Instructions to follow
What is wanted is every record, duplicated word for word.

Data extracted from a collection
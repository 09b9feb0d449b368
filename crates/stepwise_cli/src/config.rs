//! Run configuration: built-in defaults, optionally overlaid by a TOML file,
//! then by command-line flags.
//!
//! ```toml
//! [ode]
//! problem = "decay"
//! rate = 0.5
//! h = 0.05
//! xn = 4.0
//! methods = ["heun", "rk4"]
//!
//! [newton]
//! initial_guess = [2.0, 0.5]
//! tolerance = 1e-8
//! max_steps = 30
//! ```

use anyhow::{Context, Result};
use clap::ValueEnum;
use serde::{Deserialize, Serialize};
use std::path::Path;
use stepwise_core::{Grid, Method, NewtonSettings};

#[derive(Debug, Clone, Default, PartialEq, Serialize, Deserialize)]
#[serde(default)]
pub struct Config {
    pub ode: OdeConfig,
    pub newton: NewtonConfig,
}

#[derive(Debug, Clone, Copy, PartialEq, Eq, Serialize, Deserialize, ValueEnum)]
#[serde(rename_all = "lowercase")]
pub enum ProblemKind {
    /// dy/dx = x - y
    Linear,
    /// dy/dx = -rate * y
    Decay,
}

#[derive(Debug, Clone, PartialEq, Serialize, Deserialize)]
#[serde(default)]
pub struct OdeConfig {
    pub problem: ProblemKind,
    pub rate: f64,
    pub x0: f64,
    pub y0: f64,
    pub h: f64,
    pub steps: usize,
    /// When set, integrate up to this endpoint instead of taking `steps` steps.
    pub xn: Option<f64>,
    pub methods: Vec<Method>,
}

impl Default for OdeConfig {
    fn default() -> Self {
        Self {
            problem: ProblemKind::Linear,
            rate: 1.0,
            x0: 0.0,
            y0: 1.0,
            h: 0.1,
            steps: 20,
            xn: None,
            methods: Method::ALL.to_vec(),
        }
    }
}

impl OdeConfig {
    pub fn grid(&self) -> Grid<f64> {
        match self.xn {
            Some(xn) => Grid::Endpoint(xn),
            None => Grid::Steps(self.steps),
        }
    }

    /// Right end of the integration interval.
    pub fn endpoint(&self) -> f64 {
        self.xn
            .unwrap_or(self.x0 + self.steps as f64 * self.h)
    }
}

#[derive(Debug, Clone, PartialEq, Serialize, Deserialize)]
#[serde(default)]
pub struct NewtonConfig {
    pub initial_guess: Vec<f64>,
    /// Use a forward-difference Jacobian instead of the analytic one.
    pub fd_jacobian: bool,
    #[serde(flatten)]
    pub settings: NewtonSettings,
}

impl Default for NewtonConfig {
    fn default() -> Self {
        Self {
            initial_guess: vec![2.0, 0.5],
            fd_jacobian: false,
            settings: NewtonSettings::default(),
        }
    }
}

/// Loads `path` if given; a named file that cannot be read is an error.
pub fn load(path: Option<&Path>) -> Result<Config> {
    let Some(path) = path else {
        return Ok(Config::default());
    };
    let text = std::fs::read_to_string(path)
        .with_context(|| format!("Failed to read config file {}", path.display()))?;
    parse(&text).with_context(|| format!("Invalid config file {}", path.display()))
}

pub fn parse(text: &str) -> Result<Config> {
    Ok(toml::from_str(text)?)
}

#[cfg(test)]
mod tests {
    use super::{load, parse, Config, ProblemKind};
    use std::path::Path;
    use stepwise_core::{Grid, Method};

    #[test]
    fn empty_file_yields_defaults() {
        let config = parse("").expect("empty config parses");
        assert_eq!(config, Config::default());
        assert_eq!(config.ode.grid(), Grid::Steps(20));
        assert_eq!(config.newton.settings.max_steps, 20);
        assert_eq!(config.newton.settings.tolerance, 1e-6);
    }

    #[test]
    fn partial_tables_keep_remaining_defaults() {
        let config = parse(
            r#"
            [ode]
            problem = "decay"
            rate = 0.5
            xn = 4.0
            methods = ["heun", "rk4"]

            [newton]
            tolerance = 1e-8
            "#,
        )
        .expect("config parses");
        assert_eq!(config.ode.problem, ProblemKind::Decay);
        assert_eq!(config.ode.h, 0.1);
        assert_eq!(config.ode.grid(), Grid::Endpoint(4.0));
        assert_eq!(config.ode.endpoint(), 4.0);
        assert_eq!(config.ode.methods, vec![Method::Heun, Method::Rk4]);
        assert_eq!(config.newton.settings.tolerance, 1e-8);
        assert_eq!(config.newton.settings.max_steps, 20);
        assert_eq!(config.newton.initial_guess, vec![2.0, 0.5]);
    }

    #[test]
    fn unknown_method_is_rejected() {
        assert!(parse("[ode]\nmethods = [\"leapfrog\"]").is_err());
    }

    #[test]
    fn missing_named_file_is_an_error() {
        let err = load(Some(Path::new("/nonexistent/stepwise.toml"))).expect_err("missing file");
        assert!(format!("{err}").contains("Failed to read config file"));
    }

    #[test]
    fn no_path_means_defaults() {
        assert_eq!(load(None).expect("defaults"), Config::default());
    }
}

Expected output
repository 09b9feb0d449b368
filename crates/stepwise_cli/src/config.rs
//! Run configuration: built-in defaults, optionally overlaid by a TOML file,
//! then by command-line flags.
//!
//! ```toml
//! [ode]
//! problem = "decay"
//! rate = 0.5
//! h = 0.05
//! xn = 4.0
//! methods = ["heun", "rk4"]
//!
//! [newton]
//! initial_guess = [2.0, 0.5]
//! tolerance = 1e-8
//! max_steps = 30
//! ```

use anyhow::{Context, Result};
use clap::ValueEnum;
use serde::{Deserialize, Serialize};
use std::path::Path;
use stepwise_core::{Grid, Method, NewtonSettings};

#[derive(Debug, Clone, Default, PartialEq, Serialize, Deserialize)]
#[serde(default)]
pub struct Config {
    pub ode: OdeConfig,
    pub newton: NewtonConfig,
}

#[derive(Debug, Clone, Copy, PartialEq, Eq, Serialize, Deserialize, ValueEnum)]
#[serde(rename_all = "lowercase")]
pub enum ProblemKind {
    /// dy/dx = x - y
    Linear,
    /// dy/dx = -rate * y
    Decay,
}

#[derive(Debug, Clone, PartialEq, Serialize, Deserialize)]
#[serde(default)]
pub struct OdeConfig {
    pub problem: ProblemKind,
    pub rate: f64,
    pub x0: f64,
    pub y0: f64,
    pub h: f64,
    pub steps: usize,
    /// When set, integrate up to this endpoint instead of taking `steps` steps.
    pub xn: Option<f64>,
    pub methods: Vec<Method>,
}

impl Default for OdeConfig {
    fn default() -> Self {
        Self {
            problem: ProblemKind::Linear,
            rate: 1.0,
            x0: 0.0,
            y0: 1.0,
            h: 0.1,
            steps: 20,
            xn: None,
            methods: Method::ALL.to_vec(),
        }
    }
}

impl OdeConfig {
    pub fn grid(&self) -> Grid<f64> {
        match self.xn {
            Some(xn) => Grid::Endpoint(xn),
            None => Grid::Steps(self.steps),
        }
    }

    /// Right end of the integration interval.
    pub fn endpoint(&self) -> f64 {
        self.xn
            .unwrap_or(self.x0 + self.steps as f64 * self.h)
    }
}

#[derive(Debug, Clone, PartialEq, Serialize, Deserialize)]
#[serde(default)]
pub struct NewtonConfig {
    pub initial_guess: Vec<f64>,
    /// Use a forward-difference Jacobian instead of the analytic one.
    pub fd_jacobian: bool,
    #[serde(flatten)]
    pub settings: NewtonSettings,
}

impl Default for NewtonConfig {
    fn default() -> Self {
        Self {
            initial_guess: vec![2.0, 0.5],
            fd_jacobian: false,
            settings: NewtonSettings::default(),
        }
    }
}

/// Loads `path` if given; a named file that cannot be read is an error.
pub fn load(path: Option<&Path>) -> Result<Config> {
    let Some(path) = path else {
        return Ok(Config::default());
    };
    let text = std::fs::read_to_string(path)
        .with_context(|| format!("Failed to read config file {}", path.display()))?;
    parse(&text).with_context(|| format!("Invalid config file {}", path.display()))
}

pub fn parse(text: &str) -> Result<Config> {
    Ok(toml::from_str(text)?)
}

#[cfg(test)]
mod tests {
    use super::{load, parse, Config, ProblemKind};
    use std::path::Path;
    use stepwise_core::{Grid, Method};

    #[test]
    fn empty_file_yields_defaults() {
        let config = parse("").expect("empty config parses");
        assert_eq!(config, Config::default());
        assert_eq!(config.ode.grid(), Grid::Steps(20));
        assert_eq!(config.newton.settings.max_steps, 20);
        assert_eq!(config.newton.settings.tolerance, 1e-6);
    }

    #[test]
    fn partial_tables_keep_remaining_defaults() {
        let config = parse(
            r#"
            [ode]
            problem = "decay"
            rate = 0.5
            xn = 4.0
            methods = ["heun", "rk4"]

            [newton]
            tolerance = 1e-8
            "#,
        )
        .expect("config parses");
        assert_eq!(config.ode.problem, ProblemKind::Decay);
        assert_eq!(config.ode.h, 0.1);
        assert_eq!(config.ode.grid(), Grid::Endpoint(4.0));
        assert_eq!(config.ode.endpoint(), 4.0);
        assert_eq!(config.ode.methods, vec![Method::Heun, Method::Rk4]);
        assert_eq!(config.newton.settings.tolerance, 1e-8);
        assert_eq!(config.newton.settings.max_steps, 20);
        assert_eq!(config.newton.initial_guess, vec![2.0, 0.5]);
    }

    #[test]
    fn unknown_method_is_rejected() {
        assert!(parse("[ode]\nmethods = [\"leapfrog\"]").is_err());
    }

    #[test]
    fn missing_named_file_is_an_error() {
        let err = load(Some(Path::new("/nonexistent/stepwise.toml"))).expect_err("missing file");
        assert!(format!("{err}").contains("Failed to read config file"));
    }

    #[test]
    fn no_path_means_defaults() {
        assert_eq!(load(None).expect("defaults"), Config::default());
    }
}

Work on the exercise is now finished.